Vier junge Frauen, alle Kinder der Neunzigerjahre, wollen dem Rechtsruck die Stirn bieten und Widerstand leisten. Doch sie, die sich vor vielen Jahren bei einer Demo gegen Rechts auf dem Wiener Ballhausplatz kennengelernt haben, fühlen sich mittlerweile müde, ängstlich und ohnmächtig und suchen deshalb motivierende Geschichten von zivilem Widerstand. Fündig werden die vier bei einer Frau, die sich 1942, nachdem sie im Wehrmachtslazarett von Lienz von verwundeten Soldaten von den Verbrechen der Nazis hört, freiwillig zum Dienst im SS-Krankenrevier des KZ Auschwitz meldet: Die Krankenschwester Maria Stromberger.
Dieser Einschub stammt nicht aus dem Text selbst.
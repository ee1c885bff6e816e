//! Normalized file-level change records.
//!
//! [`FileChange`] is what the diff translator produces and what both the `files`
//! listing and the p4 export consume. It replaces raw diff text with a small sum
//! type so consumers never have to re-parse git output.
//!
//! # Public API
//! - [`FileChange`]: one path plus the kind of change applied to it
//! - [`ChangeKind`]: add, edit, delete or move
//! - [`TranslateMode`]: the granularity requested from the translator

use std::fmt;

/// What happened to a path between two revisions
#[derive(Debug, Clone, PartialEq, Eq, Hash)]
pub enum ChangeKind {
    /// New file
    Add,
    /// Content or mode change
    Edit,
    /// File removed
    Delete,
    /// File moved here from `from`
    Move { from: String },
}

impl ChangeKind {
    /// Verb used in listings and as the p4 operation name
    pub fn verb(&self) -> &'static str {
        match self {
            ChangeKind::Add => "add",
            ChangeKind::Edit => "edit",
            ChangeKind::Delete => "delete",
            ChangeKind::Move { .. } => "move",
        }
    }
}

/// A single normalized change. For moves `path` is the destination.
#[derive(Debug, Clone, PartialEq, Eq, Hash)]
pub struct FileChange {
    pub path: String,
    pub kind: ChangeKind,
}

impl FileChange {
    pub fn add(path: impl Into<String>) -> Self {
        Self {
            path: path.into(),
            kind: ChangeKind::Add,
        }
    }

    pub fn edit(path: impl Into<String>) -> Self {
        Self {
            path: path.into(),
            kind: ChangeKind::Edit,
        }
    }

    pub fn delete(path: impl Into<String>) -> Self {
        Self {
            path: path.into(),
            kind: ChangeKind::Delete,
        }
    }

    pub fn moved(from: impl Into<String>, to: impl Into<String>) -> Self {
        Self {
            path: to.into(),
            kind: ChangeKind::Move { from: from.into() },
        }
    }
}

impl fmt::Display for FileChange {
    fn fmt(&self, f: &mut fmt::Formatter<'_>) -> fmt::Result {
        match &self.kind {
            ChangeKind::Move { from } => write!(f, "move {} {}", from, self.path),
            kind => write!(f, "{} {}", kind.verb(), self.path),
        }
    }
}

/// Granularity requested from the diff translator
#[derive(Debug, Clone, Copy, PartialEq, Eq)]
pub enum TranslateMode {
    /// One record per touched path; a rename is an edit of the new path
    Status,
    /// Renames become an edit of the old path followed by a move
    Export,
}
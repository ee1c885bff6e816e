//! Common assertion helpers for test output validation
//!
//! Provides predicates for validating lg command output and error messages.

#![allow(dead_code)]

use predicates::prelude::*;

/// Creates a predicate that checks for git repository error messages
pub fn not_in_git_repo() -> impl Predicate<str> {
    predicates::str::contains("Not in a git repository")
}

/// Creates a predicate that checks for the one-line `lg:` error prefix
pub fn lg_error(message: &str) -> impl Predicate<str> {
    predicates::str::starts_with("lg: ").and(predicates::str::contains(message.to_string()))
}

pub fn already_baselined(path: &str) -> impl Predicate<str> {
    predicates::str::contains(format!("{path} is already baselined"))
}

pub fn outside_root() -> impl Predicate<str> {
    predicates::str::contains("is outside repository")
}

pub fn on_baseline_branch() -> impl Predicate<str> {
    predicates::str::contains("is the baseline branch")
}

pub fn already_initialized() -> impl Predicate<str> {
    predicates::str::contains("metadata already exists")
}
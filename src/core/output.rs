//! Unified output formatting utilities for consistent CLI presentation.
//!
//! # Design Principles
//! - **Errors on stderr**: one line per failure, prefixed with the tool name
//! - **Listings stay plain**: `files` and `export --dry-run` print bare lines so
//!   they can be piped
//! - **Status messages**: green check for completed operations, white for info

use colored::*;

const TOOL_NAME: &str = "lg";

/// Prints a single-line error to stderr
///
/// # Format
/// ```text
/// lg: <message>
/// ```
pub fn print_error(message: &str) {
    eprintln!("{}: {}", TOOL_NAME.red(), message);
}

/// Prints a success message with a leading check mark
///
/// # Format
/// ```text
/// ✓ <message>
/// ```
pub fn print_success(message: &str) {
    println!("{} {}", "✓".green(), message.white());
}

/// Prints an informational message
pub fn print_info(message: &str) {
    println!("{}", message.white());
}

/// Prints raw text as-is, adding a newline only if it lacks one
pub fn print_raw(text: &str) {
    if text.ends_with('\n') || text.is_empty() {
        print!("{text}");
    } else {
        println!("{text}");
    }
}
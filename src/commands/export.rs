//! `lg export`: reflect the topic branch into a pending p4 changelist.
//!
//! The plan is the export-mode translation of `<baseline>..HEAD`. A dry run
//! prints it; otherwise every command is run even after failures, and the
//! failures are reported together at the end.

use crate::core::{
    config::Settings,
    context::RepoContext,
    diff_parser::translate,
    error::{LgError, Result},
    file_change::TranslateMode,
    git::{GitRepo, Vcs},
    p4::{export_commands, LegacyScm, P4Client, P4Command},
    print_info, print_success,
};
use std::env;
use std::path::Path;

/// Result of running one p4 command
#[derive(Debug)]
pub struct ExportOutcome {
    pub command: P4Command,
    pub result: std::result::Result<(), String>,
}

impl ExportOutcome {
    pub fn failed(&self) -> bool {
        self.result.is_err()
    }
}

pub fn execute_export(dry_run: bool) -> Result<()> {
    let git_repo = GitRepo::open(env::current_dir()?)?;
    let ctx = RepoContext::load(&git_repo)?;
    let commands = export_plan(&ctx, &git_repo)?;

    if dry_run {
        for command in &commands {
            println!("{command}");
        }
        return Ok(());
    }

    if commands.is_empty() {
        print_info(&format!("No changes between '{}' and HEAD", ctx.baseline));
        return Ok(());
    }

    let settings = Settings::resolve(None)?;
    let client = P4Client::new(settings.p4_binary);
    let outcomes = apply_export(&client, &ctx.root, commands)?;
    let ran = outcomes.len();
    summarize(outcomes)?;

    print_success(&format!("Ran {ran} p4 command(s)"));
    Ok(())
}

/// p4 commands that mirror the topic branch's commits
pub fn export_plan(ctx: &RepoContext, vcs: &dyn Vcs) -> Result<Vec<P4Command>> {
    ctx.require_topic()?;
    let diff = vcs.diff(&format!("{}..HEAD", ctx.baseline))?;
    let changes = translate(&diff, TranslateMode::Export)?;
    Ok(export_commands(&changes))
}

/// Run every command in `root`, continuing past failures.
///
/// The client is checked before anything runs: it must have a root, and the
/// repository must sit inside it.
pub fn apply_export(
    scm: &dyn LegacyScm,
    root: &Path,
    commands: Vec<P4Command>,
) -> Result<Vec<ExportOutcome>> {
    let client_root = scm.client_root()?;
    let canonical_client_root = client_root.canonicalize().unwrap_or(client_root);
    if !root.starts_with(&canonical_client_root) {
        return Err(LgError::OutsideClientRoot {
            root: root.to_path_buf(),
            client_root: canonical_client_root,
        });
    }

    let outcomes = commands
        .into_iter()
        .map(|command| {
            let result = scm.run(&command, root).map_err(|e| {
                log::warn!("{e}");
                e.to_string()
            });
            ExportOutcome { command, result }
        })
        .collect();
    Ok(outcomes)
}

/// Collapse outcomes into `ExportFailed` listing each failed command
pub fn summarize(outcomes: Vec<ExportOutcome>) -> Result<()> {
    let failed: Vec<String> = outcomes
        .into_iter()
        .filter_map(|outcome| match outcome.result {
            Ok(()) => None,
            Err(message) => Some(format!("{}: {message}", outcome.command)),
        })
        .collect();
    if failed.is_empty() {
        Ok(())
    } else {
        Err(LgError::ExportFailed { failed })
    }
}
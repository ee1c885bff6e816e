use crate::core::{
    error::Result,
    git::{GitRepo, Vcs},
    print_raw,
};
use std::env;

/// Works in any git repository, lg branches or not
pub fn execute_status() -> Result<()> {
    let git_repo = GitRepo::open(env::current_dir()?)?;
    print_raw(&working_tree_status(&git_repo)?);
    Ok(())
}

pub fn working_tree_status(vcs: &dyn Vcs) -> Result<String> {
    vcs.status()
}
//! Consolidated test utilities for lg
//!
//! This module provides unified testing utilities for integration tests,
//! driving the real `lg` binary against temporary git repositories.

pub mod assertions;
pub mod fixtures;
pub mod repository;
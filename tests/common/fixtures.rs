//! Predefined repository scenarios
//!
//! Provides functions for creating lg workspaces with specific baseline and
//! topic states to test the workflow consistently.

#![allow(dead_code)]

use super::repository::*;
use assert_cmd::prelude::*;
use lg::core::error::Result;

/// Scenario: lg workspace whose baseline tracks `files`, topic rebased onto it
pub fn lg_repo_with_baseline(files: &[&str]) -> Result<TestRepo> {
    let repo = setup_lg_repo()?;
    create_test_files(&repo.path, files)?;
    repo.lg().arg("import").args(files).assert().success();
    Ok(repo)
}

/// Scenario: baseline tracks d and e; the topic renames d→x and e→subdir/e
pub fn lg_repo_with_renames() -> Result<TestRepo> {
    let repo = lg_repo_with_baseline(&["d", "e"])?;
    std::fs::create_dir_all(repo.path.join("subdir"))?;
    repo.git(&["mv", "d", "x"])?;
    repo.git(&["mv", "e", "subdir/e"])?;
    repo.git(&["commit", "-q", "-m", "Rename d and e"])?;
    Ok(repo)
}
Das ist die Ausgangssituation im Stück von Gerhild Steinbuch, die über Harald Walsers Buch „Ein Engel in der Hölle von Auschwitz“ den Versuch unternommen hat, das Nicht-Erzählbare in Worte zu fassen. 

„Wir sind Nachseherinnen, kontrollieren das Geschichtsgewebe auf Ungereimtheiten“

Gerhild Steinbuch, Mitbegründerin des Onlineblogs nazisundgoldmund.net, fokussiert sich in ihrem Stück nicht allein auf Maria Stromberger, sondern thematisiert zentrale Fragen von Widerstand, Erinnerung und Vergangenheitsbewältigung. „Man starrt rein in ein Land, in dem das Kollektive kollektive Amnesie ist“, heißt es an einer Stelle. Mit Geschichten über glühende Nationalsozialisten wie etwa den Dornbirner Textilunternehmer Hermann Rhomberg, der nach Ende des Zweiten Weltkriegs nahezu nahtlos eine politische Karriere anstreben und realisieren konnte, zeigt Steinbuch die Kontinuität faschistischen Gedankenguts bis zum heutigen Tag auf. Ihre dichten, assoziativen Sprachbilder sparen Lücken, Widersprüche und Ambivalenzen nicht aus; Leerstellen, vor allem auch im Zusammenhang mit Maria Stromberger, werden deutlich gemacht. 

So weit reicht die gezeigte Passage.